*YOUR GOAL*
Word for word, retype the first line of the records and every following line through the one containing "both world traits".

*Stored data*
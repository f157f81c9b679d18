//! # Bulwark Core
//!
//! Deterministic projectile interception and attack-target selection.
//!
//! This crate contains **only** deterministic logic:
//! - No rendering
//! - No IO
//! - No system randomness (callers pass a seeded `Rng`)
//! - No floating-point math (uses fixed-point)
//!
//! Two engines share the geometry and entity snapshot types:
//!
//! - [`intercept`] asks a [`Registry`](intercept::Registry) of shield
//!   providers whether a projectile is stopped on its way to the target.
//! - [`targeting`] picks the best attack target for a searcher, scoring
//!   candidates and accounting for friendly fire.
//!
//! ## Crate Structure
//!
//! - [`math`] - Fixed-point math utilities
//! - [`geometry`] - Shot lines, circle intersections, radial cell scans
//! - [`components`] - Entity snapshot definitions
//! - [`factions`] - Faction ids and hostility
//! - [`config`] - Tunable scoring and shield constants
//! - [`pathfinding`] - Grid reachability and sight lines
//! - [`arena`] - Reference host implementing both world traits

#![forbid(unsafe_code)]
#![warn(missing_docs)]
#![warn(clippy::all, clippy::pedantic)]

pub mod arena;
pub mod components;
pub mod config;
pub mod error;
pub mod factions;
pub mod geometry;
pub mod intercept;
pub mod math;
pub mod pathfinding;
pub mod targeting;

/// Re-export commonly used types
pub mod prelude {
    pub use crate::arena::{Arena, ArenaDef};
    pub use crate::components::*;
    pub use crate::config::{ScoringConfig, ShieldConfig};
    pub use crate::error::{CoreError, Result};
    pub use crate::factions::{FactionId, FactionRelations};
    pub use crate::geometry::ShotLine;
    pub use crate::intercept::providers::register_builtin;
    pub use crate::intercept::{
        BlockFlags, BlockZone, Channels, FireMode, InterceptContext, InterceptEvent,
        InterceptProvider, InterceptionEngine, InterceptionResult, Registry, ShieldEmitter,
        ShieldScanCache, ShieldWorld,
    };
    pub use crate::math::{Cell, Fixed, Vec2Fixed, Vec3Fixed};
    pub use crate::targeting::{
        AttackMemory, TargetCache, TargetScanFlags, TargetSearchParams, TargetSelector,
        TargetingWorld,
    };
}
//! Determinism testing utilities.
//!
//! Provides a harness for verifying that target selection and interception
//! produce identical results given identical inputs.
//!
//! # Testing Strategy
//!
//! Sources of non-determinism include:
//!
//! - **Floating-point math**: Different CPUs can produce different results.
//!   We use fixed-point arithmetic via [`bulwark_core::math::Fixed`] throughout.
//!
//! - **HashMap iteration order**: Rust's default hasher is randomized.
//!   Candidate lists come from `BTreeSet`s and are visited in id order.
//!
//! - **System randomness**: The weighted pick only draws from the RNG the
//!   caller passes in, seeded explicitly.

use std::collections::hash_map::DefaultHasher;
use std::hash::{Hash, Hasher};

use bulwark_core::arena::Arena;
use bulwark_core::components::EntityId;
use bulwark_core::config::ScoringConfig;
use bulwark_core::targeting::{AttackMemory, TargetSearchParams, TargetSelector};

use crate::fixtures::seeded_rng;

/// Result of a determinism test.
#[derive(Debug, Clone, PartialEq, Eq)]
pub struct DeterminismResult {
    /// Whether all runs produced identical results.
    pub is_deterministic: bool,
    /// Hashes from each run.
    pub hashes: Vec<u64>,
    /// Number of steps per run.
    pub steps: u64,
}

impl DeterminismResult {
    /// Get all unique hashes (should be 1 for a deterministic run).
    #[must_use]
    pub fn unique_hashes(&self) -> Vec<u64> {
        let mut unique: Vec<u64> = self.hashes.clone();
        unique.sort_unstable();
        unique.dedup();
        unique
    }

    /// Assert that every run matched, with a detailed error message.
    ///
    /// # Panics
    ///
    /// Panics if the runs produced different hashes.
    pub fn assert_deterministic(&self) {
        if !self.is_deterministic {
            let unique = self.unique_hashes();
            panic!(
                "Runs are non-deterministic!\n\
                 Runs: {}\n\
                 Steps: {}\n\
                 Unique hashes: {} (expected 1)\n\
                 All hashes: {:?}",
                self.hashes.len(),
                self.steps,
                unique.len(),
                self.hashes
            );
        }
    }
}

/// Run a stateful process multiple times and verify determinism.
///
/// # Arguments
///
/// * `runs` - Number of times to run the process
/// * `steps` - Number of steps per run
/// * `setup` - Function to create initial state
/// * `step` - Function to advance the state by one step
/// * `hash` - Function to compute state hash
pub fn verify_determinism<S, Setup, Step, HashFn>(
    runs: usize,
    steps: u64,
    setup: Setup,
    step: Step,
    hash: HashFn,
) -> DeterminismResult
where
    Setup: Fn() -> S,
    Step: Fn(&mut S),
    HashFn: Fn(&S) -> u64,
{
    let mut hashes = Vec::with_capacity(runs);

    for _ in 0..runs {
        let mut state = setup();

        for _ in 0..steps {
            step(&mut state);
        }

        hashes.push(hash(&state));
    }

    let is_deterministic = hashes.windows(2).all(|w| w[0] == w[1]);

    DeterminismResult {
        is_deterministic,
        hashes,
        steps,
    }
}

/// Repeated target picks for one searcher, with the attack memory carried
/// between picks.
///
/// # Panics
///
/// Panics if a pick returns an error.
#[must_use]
pub fn pick_sequence(
    arena: &Arena,
    searcher: EntityId,
    params: &TargetSearchParams,
    picks: u64,
    seed: u64,
) -> Vec<Option<EntityId>> {
    let config = ScoringConfig::default();
    let selector = TargetSelector::new(arena, &config);
    let mut cache = arena.target_cache();
    let mut memory = AttackMemory::new();
    let mut rng = seeded_rng(seed);

    (0..picks)
        .map(|_| {
            selector
                .best_attack_target(&mut cache, &mut memory, searcher, params, None, &mut rng)
                .expect("target search failed")
        })
        .collect()
}

/// Run [`pick_sequence`] `runs` times from fresh state and compare hashes.
pub fn verify_selection_determinism<Setup>(
    runs: usize,
    picks: u64,
    seed: u64,
    searcher: EntityId,
    params: &TargetSearchParams,
    setup: Setup,
) -> DeterminismResult
where
    Setup: Fn() -> Arena,
{
    let hashes: Vec<u64> = (0..runs)
        .map(|_| compute_hash(&pick_sequence(&setup(), searcher, params, picks, seed)))
        .collect();
    let is_deterministic = hashes.windows(2).all(|w| w[0] == w[1]);

    DeterminismResult {
        is_deterministic,
        hashes,
        steps: picks,
    }
}

/// Compute a simple hash for any hashable value.
pub fn compute_hash<T: Hash>(value: &T) -> u64 {
    let mut hasher = DefaultHasher::new();
    value.hash(&mut hasher);
    hasher.finish()
}

/// Proptest strategies for geometry, picks and cache maintenance.
///
/// These strategies generate random but reproducible inputs for
/// property-based testing.
pub mod strategies {
    use bulwark_core::components::EntityId;
    use bulwark_core::factions::FactionId;
    use bulwark_core::math::{Fixed, Vec3Fixed};
    use proptest::prelude::*;

    /// Generate a fixed-point coordinate in a reasonable range.
    ///
    /// Range: -20000 to 20000 with quarter-cell resolution. Differences
    /// squared leave the integer range of [`Fixed`].
    pub fn arb_fixed_coord() -> impl Strategy<Value = Fixed> {
        (-80_000i32..80_000i32).prop_map(|q| Fixed::from_num(q) / Fixed::from_num(4))
    }

    /// Generate a ground-level point.
    pub fn arb_ground_point() -> impl Strategy<Value = Vec3Fixed> {
        (arb_fixed_coord(), arb_fixed_coord()).prop_map(|(x, z)| Vec3Fixed::new(x, Fixed::ZERO, z))
    }

    /// Generate a circle radius (1 to 50).
    pub fn arb_radius() -> impl Strategy<Value = Fixed> {
        (1i32..=50).prop_map(Fixed::from_num)
    }

    /// Generate a score in -100..100 with tenth resolution.
    pub fn arb_score() -> impl Strategy<Value = Fixed> {
        (-1000i32..1000).prop_map(|t| Fixed::from_num(t) / Fixed::from_num(10))
    }

    /// Generate a non-empty list of `(id, score)` pairs with distinct ids.
    pub fn arb_scored(max_len: usize) -> impl Strategy<Value = Vec<(EntityId, Fixed)>> {
        prop::collection::vec(arb_score(), 1..=max_len).prop_map(|scores| {
            scores
                .into_iter()
                .enumerate()
                .map(|(i, score)| (i as EntityId + 1, score))
                .collect()
        })
    }

    /// One maintenance notification applied to a target cache.
    #[derive(Debug, Clone, Copy, PartialEq, Eq)]
    pub enum CacheOp {
        /// Spawn an entity of a faction at a cell column.
        Spawn(EntityId, FactionId),
        /// Despawn an entity.
        Despawn(EntityId),
        /// Change hostility between two factions.
        SetHostile(FactionId, FactionId, bool),
        /// Toggle an entity's aggressive mental state.
        Aggro(EntityId, bool),
    }

    fn arb_faction() -> impl Strategy<Value = FactionId> {
        (1u32..=3).prop_map(FactionId)
    }

    fn arb_entity() -> impl Strategy<Value = EntityId> {
        1u64..=12
    }

    /// Generate one cache notification.
    pub fn arb_cache_op() -> impl Strategy<Value = CacheOp> {
        prop_oneof![
            3 => (arb_entity(), arb_faction()).prop_map(|(id, f)| CacheOp::Spawn(id, f)),
            2 => arb_entity().prop_map(CacheOp::Despawn),
            2 => (arb_faction(), arb_faction(), any::<bool>())
                .prop_map(|(a, b, hostile)| CacheOp::SetHostile(a, b, hostile)),
            1 => (arb_entity(), any::<bool>()).prop_map(|(id, on)| CacheOp::Aggro(id, on)),
        ]
    }

    /// Generate a sequence of cache notifications.
    pub fn arb_cache_ops(max_len: usize) -> impl Strategy<Value = Vec<CacheOp>> {
        prop::collection::vec(arb_cache_op(), 0..=max_len)
    }
}

#[cfg(test)]
mod tests {
    use super::*;
    use crate::fixtures::{gunner, open_arena, pawn, BLUE, RED};

    #[test]
    fn test_verify_determinism_counter() {
        let result = verify_determinism(3, 10, || 0u64, |n| *n += 7, |n| *n);
        result.assert_deterministic();
        assert_eq!(result.unique_hashes(), vec![70]);
    }

    #[test]
    fn test_selection_is_reproducible() {
        let setup = || {
            let mut arena = open_arena(30, 30);
            arena.spawn(gunner(1, 2, 2, BLUE, 30)).unwrap();
            arena.spawn(pawn(2, 10, 2, RED)).unwrap();
            arena.spawn(pawn(3, 12, 4, RED)).unwrap();
            arena.spawn(pawn(4, 9, 6, RED)).unwrap();
            arena
        };
        let result =
            verify_selection_determinism(4, 50, 99, 1, &TargetSearchParams::default(), setup);
        result.assert_deterministic();
    }
}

*SOLUTION*
repository f157f81c9b679d18
//! # Bulwark Core
//!
//! Deterministic projectile interception and attack-target selection.
//!
//! This crate contains **only** deterministic logic:
//! - No rendering
//! - No IO
//! - No system randomness (callers pass a seeded `Rng`)
//! - No floating-point math (uses fixed-point)
//!
//! Two engines share the geometry and entity snapshot types:
//!
//! - [`intercept`] asks a [`Registry`](intercept::Registry) of shield
//!   providers whether a projectile is stopped on its way to the target.
//! - [`targeting`] picks the best attack target for a searcher, scoring
//!   candidates and accounting for friendly fire.
//!
//! ## Crate Structure
//!
//! - [`math`] - Fixed-point math utilities
//! - [`geometry`] - Shot lines, circle intersections, radial cell scans
//! - [`components`] - Entity snapshot definitions
//! - [`factions`] - Faction ids and hostility
//! - [`config`] - Tunable scoring and shield constants
//! - [`pathfinding`] - Grid reachability and sight lines
//! - [`arena`] - Reference host implementing both world traits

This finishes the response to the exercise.